Ian Corfield was previously given a temporary Treasury job as its director of investment, but it emerged he would now be working as an unpaid adviser rather than a salaried civil servant.

According to the Electoral Commission, the former credit card company executive has donated more than £20,000 to Labour since 2015, including a £5,000 payment to the now-Chancellor dated August last year.

Ian Corfield will work with the Chancellor, her political advisers and officials in the Treasury, as well as relevant teams across Government, to advise and help on delivering the International Investment Summit on October 14 2024

Treasury

Conservative shadow Treasury minister Laura Trott previously urged Ms Reeves to clarify whether she declared an interest before Mr Corfield’s appointment into a senior Government role.

According to the Treasury “Ian Corfield will work with the Chancellor, her political advisers and officials in the Treasury, as well as relevant teams across Government, to advise and help on delivering the International Investment Summit on October 14 2024”.

The department, together with the Department for Business and Trade, has vowed to bring together up to 300 industry leaders at the autumn meeting to “catalyse investment” in the UK.

The Treasury confirmed Mr Corfield will advise on delivering the summit’s objectives, to “make clear that the UK is open for business to trading partners around the globe, create a pro-business environment that supports innovation and high-quality jobs in the UK, create a pro-business environment that supports innovation and high-quality jobs in the UK”.

He would remain in post until October 31 this year and “declarations of interest have been made in the usual way”, according to a statement.

Ms Reeves earlier this month described the summit as a chance to “showcase Britain is back as a stable place to do business, helping to secure the private investment needed to make every part of our country better off”.

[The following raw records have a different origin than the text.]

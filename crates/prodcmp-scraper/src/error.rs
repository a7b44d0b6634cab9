use thiserror::Error;

#[derive(Debug, Error)]
pub enum ScraperError {
    #[error("HTTP error: {0}")]
    Http(#[from] reqwest::Error),

    /// The marketplace served a CAPTCHA or access-denied page.
    #[error("blocked by {domain} while fetching {url} ({signature})")]
    Blocked {
        domain: String,
        url: String,
        signature: String,
    },

    #[error("rate limited by {domain} (retry after {retry_after_secs}s)")]
    RateLimited {
        domain: String,
        retry_after_secs: u64,
    },

    #[error("page not found: {url}")]
    NotFound { url: String },

    #[error("unexpected HTTP status {status} from {url}")]
    UnexpectedStatus { status: u16, url: String },

    #[error("normalization error for {source_url}: {reason}")]
    Normalization { source_url: String, reason: String },

    #[error("invalid URL \"{url}\": {reason}")]
    InvalidUrl { url: String, reason: String },

    #[error("could not load extraction rules from {path}: {reason}")]
    Rules { path: String, reason: String },

    #[error("invalid selector \"{selector}\" for {field}")]
    InvalidSelector { field: String, selector: String },
}

impl ScraperError {
    /// The wait the server asked for, when it sent a `Retry-After`.
    #[must_use]
    pub fn retry_after_ms(&self) -> Option<u64> {
        match self {
            Self::RateLimited {
                retry_after_secs, ..
            } => Some(retry_after_secs.saturating_mul(1_000)),
            _ => None,
        }
    }

    /// Transient failures worth retrying: timeouts and connection errors,
    /// HTTP 5xx, and HTTP 429.
    #[must_use]
    pub fn is_transient(&self) -> bool {
        match self {
            Self::Http(e) => {
                e.is_timeout()
                    || e.is_connect()
                    || e.is_request()
                    || e.status().is_some_and(|s| s.is_server_error())
            }
            Self::RateLimited { .. } => true,
            Self::UnexpectedStatus { status, .. } => (500..600).contains(status),
            Self::Blocked { .. }
            | Self::NotFound { .. }
            | Self::Normalization { .. }
            | Self::InvalidUrl { .. }
            | Self::Rules { .. }
            | Self::InvalidSelector { .. } => false,
        }
    }

    #[must_use]
    pub fn is_blocked(&self) -> bool {
        matches!(self, Self::Blocked { .. })
    }
}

She added: “We are not resting on our laurels as work continues to rebuild Britain.”

Ms Trott said the decision for Mr Corfield to take up an adviser role instead of a Civil Service one “only seeks to underline how serious this scandal is”.

She added: “The Chancellor must urgently and publicly answer the question: did she declare that Mr Corfield was a donor to the Treasury prior to his appointment to the senior civil service.”

Mr Corfield was named in an alleged cronyism row alongside Lord Alli, a Labour peer since 1998 who was given a pass to Number 10 Downing Street, despite not having an official Government job.

“We are going to fix the foundations, we’ve got to do it at speed and I’m determined to have the right people in the right places to allow us to get on with that job,” Sir Keir Starmer told the press on Tuesday.

“I’m enormously aware of how big a task this is and how we have to move at pace, and that’s why we’re getting the best people into the best jobs.

“But I’m not really going to take lectures on this from the people who dragged our country so far down in the last few years.”

The Prime Minister declined to “publicly discuss individual appointments”, but added: “Look, if you take Lord Alli, he’s a long-term donor and contributor to the Labour Party.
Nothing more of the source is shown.